Iceland's Court of Appeals has upheld the country's first-ever transfer pricing ruling, confirming that companies must prove related-party transactions meet the arm's length standard — and that failing to do so carries serious consequences.
The Icelandic Court of Appeals (Landsréttur) upheld the ruling of the District Court of Reykjavík in Iceland’s first transfer pricing case (No. 213/2025) on 19 February 2026. The court confirmed that taxpayers must prove that related-party transactions comply with the arm’s length principle.
The dispute involves the reassessment of taxes for the 2016 tax year, specifically focusing on whether transactions with an Irish parent company followed the arm’s length principle. Authorities determined the company used an incorrect cost-plus pricing method by excluding essential production expenses like labour and depreciation, resulting in undervalued sales and shifted profits.
The court ultimately upheld the original tax authority rulings, noting that the company failed its legal burden to provide sufficient documentation proving fair market pricing. Consequently, the firm was ordered to pay the adjusted tax amounts along with significant penalties and legal costs.

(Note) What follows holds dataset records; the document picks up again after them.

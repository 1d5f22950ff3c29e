//! Bridge between the chat channel and the inference endpoint.
//!
//! One inbound text message is one exchange: the user's history and the new
//! message go to the model, the reply is recorded and sent back in chunks.
//! Commands are answered locally and never reach the model.

use crate::history::HistoryStore;
use crate::message::{ChannelMessage, MessageContent};
use crate::split::split_message;
use crate::traits::Channel;
use relay_agent::{ChatMessage, ChatRequest, Provider, ProviderError};
use relay_common::{api_call_span, channel_span};
use relay_common::config::Config;
use relay_common::util::truncate_with_ellipsis;
use std::sync::Arc;
use tokio::sync::mpsc;
use tracing::Instrument;

/// Characters of user/model text shown in logs.
const LOG_PREVIEW_CHARS: usize = 50;

const HELP_TEXT: &str = "Send me any text and I will answer with the language model.\n\n\
Commands:\n\
/start - start over and show the greeting\n\
/reset - forget the conversation history (alias: /clear)\n\
/help - show this message";

// ============================================================================
// Settings
// ============================================================================

/// Per-exchange settings, taken from the config at startup.
#[derive(Debug, Clone)]
pub struct BridgeSettings {
    pub model: String,
    pub temperature: f64,
    pub max_tokens: u32,
    pub disable_thinking: bool,
    pub system_prompt: String,
    /// Longest message the channel accepts, in chars
    pub max_message_len: usize,
    pub greeting: String,
    pub reset_message: String,
    /// The one reply sent when an exchange fails
    pub error_message: String,
}

impl BridgeSettings {
    pub fn from_config(config: &Config) -> Self {
        Self {
            model: config.inference.model.clone(),
            temperature: config.inference.temperature,
            max_tokens: config.inference.max_tokens,
            disable_thinking: config.inference.disable_thinking,
            system_prompt: config.conversation.system_prompt.clone(),
            max_message_len: config.conversation.max_message_len,
            greeting: config.conversation.greeting.clone(),
            reset_message: config.conversation.reset_message.clone(),
            error_message: config.conversation.error_message.clone(),
        }
    }
}

// ============================================================================
// Outcome
// ============================================================================

/// What handling one inbound message did.
#[derive(Debug, Clone)]
pub enum ExchangeOutcome {
    /// The model answered; history was updated and these chunks were sent.
    Replied { chunks: Vec<String> },
    /// The model call failed; history is unchanged and the error message was sent.
    Failed { error: ProviderError },
    /// A command was answered without calling the model.
    Command { name: String },
}

// ============================================================================
// Bridge
// ============================================================================

/// Runs exchanges between a channel and an inference provider.
pub struct InferenceBridge<C: Channel> {
    provider: Arc<dyn Provider>,
    channel: Arc<C>,
    history: HistoryStore,
    settings: BridgeSettings,
}

impl<C: Channel + 'static> InferenceBridge<C> {
    /// Create a new bridge with an empty history store of depth `history_depth`.
    pub fn new(
        provider: Arc<dyn Provider>,
        channel: Arc<C>,
        settings: BridgeSettings,
        history_depth: usize,
    ) -> Self {
        Self {
            provider,
            channel,
            history: HistoryStore::new(history_depth),
            settings,
        }
    }

    /// Create a bridge from the loaded config.
    pub fn from_config(provider: Arc<dyn Provider>, channel: Arc<C>, config: &Config) -> Self {
        Self::new(
            provider,
            channel,
            BridgeSettings::from_config(config),
            config.conversation.history_depth,
        )
    }

    pub fn history(&self) -> &HistoryStore {
        &self.history
    }

    pub fn settings(&self) -> &BridgeSettings {
        &self.settings
    }

    /// Handle one inbound message inside its trace span.
    pub async fn handle(&self, message: ChannelMessage) -> ExchangeOutcome {
        let span = channel_span!(
            message.channel_type.as_str(),
            message.trace_id,
            message.user_id,
            span_id = %message.span_id,
            chat_id = %message.channel_id
        );

        async move {
            match message.content {
                MessageContent::Text { ref text } => self.exchange(&message, text).await,
                MessageContent::Command { ref name, .. } => {
                    self.command(&message.user_id, &message.channel_id, name)
                        .await
                }
            }
        }
        .instrument(span)
        .await
    }

    /// Run one model exchange for `text`.
    async fn exchange(&self, message: &ChannelMessage, text: &str) -> ExchangeOutcome {
        let user_id = message.user_id.as_str();
        let chat_id = message.channel_id.as_str();

        let mut history = self.history.get(user_id);
        HistoryStore::trim(&mut history, self.history.max_turns());
        let history_turns = history.len();

        let mut messages = Vec::with_capacity(history_turns + 2);
        messages.push(ChatMessage::system(self.settings.system_prompt.as_str()));
        messages.extend(history);
        messages.push(ChatMessage::user(text));

        let request = ChatRequest {
            model: self.settings.model.clone(),
            messages,
            temperature: self.settings.temperature,
            max_tokens: self.settings.max_tokens,
            disable_thinking: self.settings.disable_thinking,
        };

        tracing::info!(
            history_turns,
            text = %truncate_with_ellipsis(text, LOG_PREVIEW_CHARS),
            "Sending request to inference endpoint"
        );

        let span = api_call_span!(
            message.trace_id,
            provider = self.provider.name(),
            model = %self.settings.model
        );

        match self.provider.chat(request).instrument(span).await {
            Ok(response) => {
                tracing::info!(
                    latency_ms = response.latency_ms,
                    output_tokens = response.usage.output_tokens,
                    reply = %truncate_with_ellipsis(&response.content, LOG_PREVIEW_CHARS),
                    "Received model reply"
                );

                self.history.append(
                    user_id,
                    ChatMessage::user(text),
                    ChatMessage::assistant(response.content.as_str()),
                );

                let chunks = split_message(&response.content, self.settings.max_message_len);
                self.deliver(chat_id, &chunks).await;
                ExchangeOutcome::Replied { chunks }
            }
            Err(error) => {
                tracing::error!(
                    provider = %error.provider,
                    model = %error.model,
                    kind = ?error.kind,
                    status = ?error.status_code,
                    retryable = error.is_retryable(),
                    error = %error.message,
                    "Inference request failed"
                );

                self.deliver(chat_id, &[self.settings.error_message.clone()])
                    .await;
                ExchangeOutcome::Failed { error }
            }
        }
    }

    /// Answer a bot command.
    async fn command(&self, user_id: &str, chat_id: &str, name: &str) -> ExchangeOutcome {
        let reply = match name {
            "start" => {
                self.history.reset(user_id);
                self.settings.greeting.clone()
            }
            "reset" | "clear" => {
                self.history.reset(user_id);
                self.settings.reset_message.clone()
            }
            "help" => HELP_TEXT.to_string(),
            other => format!("Unknown command /{other}. Send /help for the list of commands."),
        };

        tracing::info!(command = %name, "Handled command");

        let chunks = split_message(&reply, self.settings.max_message_len);
        self.deliver(chat_id, &chunks).await;
        ExchangeOutcome::Command {
            name: name.to_string(),
        }
    }

    /// Send chunks in order, abandoning the rest after the first failure.
    async fn deliver(&self, chat_id: &str, chunks: &[String]) {
        for (index, chunk) in chunks.iter().enumerate() {
            if let Err(e) = self.channel.send_text(chat_id, chunk).await {
                tracing::error!(
                    channel = self.channel.name(),
                    chunk = index + 1,
                    total = chunks.len(),
                    error = %e,
                    "Failed to send reply chunk"
                );
                return;
            }
        }
    }

    /// Spawn the dispatcher: one task per inbound message.
    pub fn spawn_processor(
        bridge: Arc<Self>,
        mut rx: mpsc::Receiver<ChannelMessage>,
    ) -> tokio::task::JoinHandle<()> {
        tokio::spawn(async move {
            tracing::info!("Inference bridge processor started");

            while let Some(message) = rx.recv().await {
                let bridge = bridge.clone();

                // Process each message in its own task
                tokio::spawn(async move {
                    bridge.handle(message).await;
                });
            }

            tracing::info!("Inference bridge processor stopped");
        })
    }
}

// ============================================================================
// Tests
// ============================================================================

The following sections elaborate on the core aspects of the case:
Core of the dispute: Transfer pricing
The primary conflict centred on transfer pricing—the pricing of goods in transactions between related entities. Íslenska kalkþörungafélagið ehf., which operates a calcified algae factory in Bíldudalur, sold nearly all its raw materials to its Irish parent company, Marigot Ltd.
The Icelandic tax authorities argued that the sales price was set too low, effectively shifting profits from Iceland to Ireland, where the tax environment might be different. The central question was whether these transactions were conducted on an arm’s length basis (armslengdargrundvöllur), meaning at a price comparable to what unrelated parties would agree upon.
The “cost-plus” method controversy
To determine the transfer price, the company used the cost-plus method based on OECD guidelines. They aimed for a 50% gross margin added to the production costs. However, a major disagreement arose regarding what constituted “production costs”:
- The company’s stance: They excluded labour costs and depreciation of fixed assets from the cost base, treating them as fixed costs unrelated to the production volume.
- The tax authority’s stance: They maintained that labour and depreciation are typical direct and indirect production costs. By excluding them, the company created an artificially low cost base, resulting in an undervalued sales price even when the 50% margin was applied.
Facts
An Icelandic taxpayer sold goods to its Irish parent using a cost base excluding labour costs, which were classified as fixed costs independent of production. The cost base included materials, packaging, transportation, electricity, and harvesting costs with a 50% markup applied.
Tax authorities challenged this approach, adding labour costs back into the cost base while maintaining the 50% margin. The taxpayer had not filed transfer pricing documentation for tax year 2016 (financial year 2015) but later submitted documentation for tax year 2019 (financial year 2018), arguing the same methodology should apply retroactively to 2016.
The taxpayer’s benchmark study showed:
- Unadjusted weighted average gross margins of 4.8% to 93.8% among comparables, versus the taxpayer’s 54.8%.
- Net cost-plus markups of 1.3% to 19.6% for 19 benchmark companies, compared to the taxpayer’s 2.8%.
Legal framework and burden of proof
The court’s decision relied heavily on Article 57 of Act No. 90/2003 on Income Tax and Regulation No. 1180/2014 regarding documentation and transfer pricing. Key legal points included:
- Burden of proof: Under Icelandic law and OECD guidelines, the taxpayer bears the burden of proof to demonstrate that their pricing with related parties is at arm’s length.
- Documentation requirements: Companies are legally required to maintain extensive documentation to justify their transfer pricing. The court found that the company’s documentation from 2018 was “insufficient” and lacked a valid comparative analysis with unrelated parties.
- OECD guidelines: These guidelines are considered a vital interpretive tool for Icelandic tax law regarding transfer pricing.
Final judgment
The Landsréttur upheld the District Court of Reykjavik’s decision, confirming the tax authorities’ reassessment that added labour costs and depreciation to the cost base while retaining the 50% margin. This increased the company’s 2016 tax base by approximately ISK 487.5 million, eliminating transferable losses and resulting in substantial tax liability. The court also sustained a 25% penalty, rejecting the company’s good faith defence. The Icelandic State was acquitted of all claims, and Íslenska kalkþörungafélagið ehf. was ordered to cover the state’s legal costs.